# ACTIVITY:
Beginning at the line that contains "(None, Some(session), None)", reproduce every line to the end of the material without changing any of them.

*** Begin section ***

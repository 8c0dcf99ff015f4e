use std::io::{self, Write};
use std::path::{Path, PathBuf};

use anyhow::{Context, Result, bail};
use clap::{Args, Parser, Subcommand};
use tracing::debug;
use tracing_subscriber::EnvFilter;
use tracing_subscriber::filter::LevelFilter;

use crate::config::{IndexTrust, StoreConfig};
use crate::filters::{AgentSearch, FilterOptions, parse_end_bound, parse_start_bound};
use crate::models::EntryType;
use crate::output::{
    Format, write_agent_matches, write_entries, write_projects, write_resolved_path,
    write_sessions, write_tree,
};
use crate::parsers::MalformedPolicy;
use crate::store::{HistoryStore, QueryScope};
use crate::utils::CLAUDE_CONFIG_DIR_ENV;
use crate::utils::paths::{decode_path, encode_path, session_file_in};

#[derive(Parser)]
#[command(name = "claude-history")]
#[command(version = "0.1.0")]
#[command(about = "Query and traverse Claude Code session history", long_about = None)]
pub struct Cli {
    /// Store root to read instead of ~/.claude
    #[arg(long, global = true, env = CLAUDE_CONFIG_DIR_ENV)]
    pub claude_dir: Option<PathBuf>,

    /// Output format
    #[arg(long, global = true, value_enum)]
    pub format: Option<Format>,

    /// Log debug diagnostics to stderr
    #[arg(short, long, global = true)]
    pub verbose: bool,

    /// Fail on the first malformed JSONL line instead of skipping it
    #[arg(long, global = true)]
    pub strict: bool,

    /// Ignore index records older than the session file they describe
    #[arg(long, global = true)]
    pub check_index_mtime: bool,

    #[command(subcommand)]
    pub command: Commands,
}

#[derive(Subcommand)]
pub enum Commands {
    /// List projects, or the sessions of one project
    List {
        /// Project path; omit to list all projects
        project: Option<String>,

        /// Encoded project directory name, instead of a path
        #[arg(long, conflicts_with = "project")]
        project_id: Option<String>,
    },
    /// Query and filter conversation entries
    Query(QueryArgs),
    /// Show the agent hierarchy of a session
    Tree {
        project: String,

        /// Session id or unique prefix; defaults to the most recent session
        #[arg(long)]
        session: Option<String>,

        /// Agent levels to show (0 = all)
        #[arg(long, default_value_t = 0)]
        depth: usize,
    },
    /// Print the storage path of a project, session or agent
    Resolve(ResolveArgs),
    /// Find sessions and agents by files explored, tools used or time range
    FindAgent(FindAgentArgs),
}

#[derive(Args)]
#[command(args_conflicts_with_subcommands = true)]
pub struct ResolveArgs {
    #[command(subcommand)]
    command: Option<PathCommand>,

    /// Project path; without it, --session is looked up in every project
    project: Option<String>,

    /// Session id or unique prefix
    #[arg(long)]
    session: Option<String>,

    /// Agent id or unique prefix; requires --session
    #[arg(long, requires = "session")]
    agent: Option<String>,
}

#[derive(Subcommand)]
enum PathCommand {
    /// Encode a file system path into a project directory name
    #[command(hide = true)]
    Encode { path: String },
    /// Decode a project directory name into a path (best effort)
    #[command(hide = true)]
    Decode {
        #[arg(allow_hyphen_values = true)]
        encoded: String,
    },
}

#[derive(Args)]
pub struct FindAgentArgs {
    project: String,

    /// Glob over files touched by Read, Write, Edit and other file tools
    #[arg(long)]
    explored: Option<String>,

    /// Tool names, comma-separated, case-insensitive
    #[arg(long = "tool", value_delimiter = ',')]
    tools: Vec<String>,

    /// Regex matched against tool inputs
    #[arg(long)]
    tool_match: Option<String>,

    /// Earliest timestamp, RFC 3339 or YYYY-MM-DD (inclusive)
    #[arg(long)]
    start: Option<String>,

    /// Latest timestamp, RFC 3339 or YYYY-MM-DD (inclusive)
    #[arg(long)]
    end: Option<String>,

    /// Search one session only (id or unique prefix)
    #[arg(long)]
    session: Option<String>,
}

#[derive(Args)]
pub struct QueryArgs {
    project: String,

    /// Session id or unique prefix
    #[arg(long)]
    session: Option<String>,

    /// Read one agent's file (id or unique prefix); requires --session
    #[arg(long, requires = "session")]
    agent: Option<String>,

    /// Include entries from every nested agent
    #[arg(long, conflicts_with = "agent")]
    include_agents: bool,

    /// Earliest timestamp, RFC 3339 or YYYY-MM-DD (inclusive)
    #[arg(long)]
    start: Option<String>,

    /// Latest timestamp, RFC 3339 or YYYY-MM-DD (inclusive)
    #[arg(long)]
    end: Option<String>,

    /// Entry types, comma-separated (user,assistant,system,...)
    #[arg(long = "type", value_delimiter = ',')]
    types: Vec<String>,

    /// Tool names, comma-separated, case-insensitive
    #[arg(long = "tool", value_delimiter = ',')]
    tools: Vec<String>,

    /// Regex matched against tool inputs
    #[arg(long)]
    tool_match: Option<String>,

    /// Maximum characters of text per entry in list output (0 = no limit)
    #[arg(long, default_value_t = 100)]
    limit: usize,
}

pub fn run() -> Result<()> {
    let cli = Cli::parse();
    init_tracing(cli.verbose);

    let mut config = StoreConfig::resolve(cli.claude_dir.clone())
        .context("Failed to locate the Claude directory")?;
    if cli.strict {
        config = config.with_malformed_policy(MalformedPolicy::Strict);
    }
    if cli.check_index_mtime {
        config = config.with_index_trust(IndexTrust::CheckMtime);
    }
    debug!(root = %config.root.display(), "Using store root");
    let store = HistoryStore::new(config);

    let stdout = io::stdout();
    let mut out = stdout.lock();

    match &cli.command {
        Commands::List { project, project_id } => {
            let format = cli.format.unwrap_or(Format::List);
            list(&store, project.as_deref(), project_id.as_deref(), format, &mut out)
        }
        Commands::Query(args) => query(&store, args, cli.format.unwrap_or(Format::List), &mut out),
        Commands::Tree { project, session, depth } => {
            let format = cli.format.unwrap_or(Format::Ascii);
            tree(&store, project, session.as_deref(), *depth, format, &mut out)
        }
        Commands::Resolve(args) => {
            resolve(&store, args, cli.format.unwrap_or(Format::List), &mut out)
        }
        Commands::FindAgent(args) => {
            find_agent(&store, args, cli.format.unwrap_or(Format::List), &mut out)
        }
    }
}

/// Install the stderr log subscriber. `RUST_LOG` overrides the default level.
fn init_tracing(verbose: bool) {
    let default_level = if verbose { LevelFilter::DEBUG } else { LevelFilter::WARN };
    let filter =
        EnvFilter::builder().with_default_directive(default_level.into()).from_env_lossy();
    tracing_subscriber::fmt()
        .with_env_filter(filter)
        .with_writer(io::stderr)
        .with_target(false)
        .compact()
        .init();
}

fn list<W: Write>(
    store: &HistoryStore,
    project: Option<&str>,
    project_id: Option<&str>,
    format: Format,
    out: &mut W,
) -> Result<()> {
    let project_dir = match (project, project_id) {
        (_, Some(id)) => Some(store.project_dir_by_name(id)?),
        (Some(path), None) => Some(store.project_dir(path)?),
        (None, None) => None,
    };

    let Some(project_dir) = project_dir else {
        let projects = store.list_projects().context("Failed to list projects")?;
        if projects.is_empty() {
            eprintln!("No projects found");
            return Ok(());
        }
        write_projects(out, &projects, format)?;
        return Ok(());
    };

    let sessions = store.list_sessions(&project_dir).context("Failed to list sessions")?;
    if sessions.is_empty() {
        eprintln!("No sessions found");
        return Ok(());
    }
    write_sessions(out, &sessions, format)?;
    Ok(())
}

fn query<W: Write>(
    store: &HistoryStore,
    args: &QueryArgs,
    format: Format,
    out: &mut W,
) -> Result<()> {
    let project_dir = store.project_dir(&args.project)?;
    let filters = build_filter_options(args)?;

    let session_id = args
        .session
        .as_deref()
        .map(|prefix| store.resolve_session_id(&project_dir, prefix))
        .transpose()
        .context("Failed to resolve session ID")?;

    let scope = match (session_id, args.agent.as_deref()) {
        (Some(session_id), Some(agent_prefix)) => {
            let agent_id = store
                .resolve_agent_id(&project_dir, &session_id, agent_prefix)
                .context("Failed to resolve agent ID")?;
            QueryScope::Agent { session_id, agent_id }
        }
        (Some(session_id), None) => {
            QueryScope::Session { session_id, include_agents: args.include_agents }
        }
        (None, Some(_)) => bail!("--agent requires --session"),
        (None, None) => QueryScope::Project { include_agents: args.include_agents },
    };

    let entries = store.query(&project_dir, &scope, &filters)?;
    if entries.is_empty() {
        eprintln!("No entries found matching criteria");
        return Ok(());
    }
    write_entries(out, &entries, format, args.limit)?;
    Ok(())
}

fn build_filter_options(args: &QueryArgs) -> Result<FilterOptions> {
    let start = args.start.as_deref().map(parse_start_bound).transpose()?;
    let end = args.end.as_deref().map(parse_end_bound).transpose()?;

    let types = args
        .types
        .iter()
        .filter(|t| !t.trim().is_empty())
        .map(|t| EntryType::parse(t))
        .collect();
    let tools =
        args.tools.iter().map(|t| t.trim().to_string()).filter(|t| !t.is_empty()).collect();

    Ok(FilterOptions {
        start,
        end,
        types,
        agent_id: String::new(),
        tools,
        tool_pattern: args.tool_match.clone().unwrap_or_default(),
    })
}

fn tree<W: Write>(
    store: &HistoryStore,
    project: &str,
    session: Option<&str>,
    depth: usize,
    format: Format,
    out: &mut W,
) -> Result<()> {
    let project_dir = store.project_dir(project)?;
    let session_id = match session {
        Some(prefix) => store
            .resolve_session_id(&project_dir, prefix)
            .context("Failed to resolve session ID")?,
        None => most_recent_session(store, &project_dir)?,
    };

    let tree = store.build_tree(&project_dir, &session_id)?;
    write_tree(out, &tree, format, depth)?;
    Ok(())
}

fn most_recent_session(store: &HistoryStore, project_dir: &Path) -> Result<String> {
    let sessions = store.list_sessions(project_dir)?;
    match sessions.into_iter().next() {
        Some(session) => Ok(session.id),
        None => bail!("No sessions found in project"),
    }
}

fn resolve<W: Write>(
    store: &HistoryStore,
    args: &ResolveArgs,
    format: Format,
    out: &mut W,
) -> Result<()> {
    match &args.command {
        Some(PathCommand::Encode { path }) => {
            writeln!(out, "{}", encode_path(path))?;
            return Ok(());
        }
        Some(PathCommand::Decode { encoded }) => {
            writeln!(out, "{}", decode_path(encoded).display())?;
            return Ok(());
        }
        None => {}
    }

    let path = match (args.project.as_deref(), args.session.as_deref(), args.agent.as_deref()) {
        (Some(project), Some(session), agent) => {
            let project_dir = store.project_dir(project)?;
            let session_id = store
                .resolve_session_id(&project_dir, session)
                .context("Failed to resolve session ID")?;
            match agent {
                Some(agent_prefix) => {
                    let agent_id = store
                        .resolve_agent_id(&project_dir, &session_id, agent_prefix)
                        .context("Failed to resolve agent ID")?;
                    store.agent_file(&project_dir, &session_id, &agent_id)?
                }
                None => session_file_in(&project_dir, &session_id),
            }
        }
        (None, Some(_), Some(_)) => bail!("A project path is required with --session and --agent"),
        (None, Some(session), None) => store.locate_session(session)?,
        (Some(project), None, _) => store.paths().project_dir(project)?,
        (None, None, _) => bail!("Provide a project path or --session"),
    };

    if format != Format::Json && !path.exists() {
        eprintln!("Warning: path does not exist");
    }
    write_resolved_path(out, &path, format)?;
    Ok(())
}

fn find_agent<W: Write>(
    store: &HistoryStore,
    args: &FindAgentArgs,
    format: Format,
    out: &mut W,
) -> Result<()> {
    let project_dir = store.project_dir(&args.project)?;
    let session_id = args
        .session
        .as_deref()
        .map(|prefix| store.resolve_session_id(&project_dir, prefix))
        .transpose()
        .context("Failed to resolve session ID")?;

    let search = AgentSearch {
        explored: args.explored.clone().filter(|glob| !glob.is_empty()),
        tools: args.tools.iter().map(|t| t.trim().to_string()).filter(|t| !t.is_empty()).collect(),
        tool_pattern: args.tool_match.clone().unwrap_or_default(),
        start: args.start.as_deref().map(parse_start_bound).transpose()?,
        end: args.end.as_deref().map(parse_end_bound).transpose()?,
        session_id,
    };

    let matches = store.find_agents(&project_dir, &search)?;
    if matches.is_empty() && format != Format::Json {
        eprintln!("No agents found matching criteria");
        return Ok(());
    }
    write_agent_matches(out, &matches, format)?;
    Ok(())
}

*** End section ***

# ANSWER SECTION:
        (None, Some(session), None) => store.locate_session(session)?,
        (Some(project), None, _) => store.paths().project_dir(project)?,
        (None, None, _) => bail!("Provide a project path or --session"),
    };

    if format != Format::Json && !path.exists() {
        eprintln!("Warning: path does not exist");
    }
    write_resolved_path(out, &path, format)?;
    Ok(())
}

fn find_agent<W: Write>(
    store: &HistoryStore,
    args: &FindAgentArgs,
    format: Format,
    out: &mut W,
) -> Result<()> {
    let project_dir = store.project_dir(&args.project)?;
    let session_id = args
        .session
        .as_deref()
        .map(|prefix| store.resolve_session_id(&project_dir, prefix))
        .transpose()
        .context("Failed to resolve session ID")?;

    let search = AgentSearch {
        explored: args.explored.clone().filter(|glob| !glob.is_empty()),
        tools: args.tools.iter().map(|t| t.trim().to_string()).filter(|t| !t.is_empty()).collect(),
        tool_pattern: args.tool_match.clone().unwrap_or_default(),
        start: args.start.as_deref().map(parse_start_bound).transpose()?,
        end: args.end.as_deref().map(parse_end_bound).transpose()?,
        session_id,
    };

    let matches = store.find_agents(&project_dir, &search)?;
    if matches.is_empty() && format != Format::Json {
        eprintln!("No agents found matching criteria");
        return Ok(());
    }
    write_agent_matches(out, &matches, format)?;
    Ok(())
}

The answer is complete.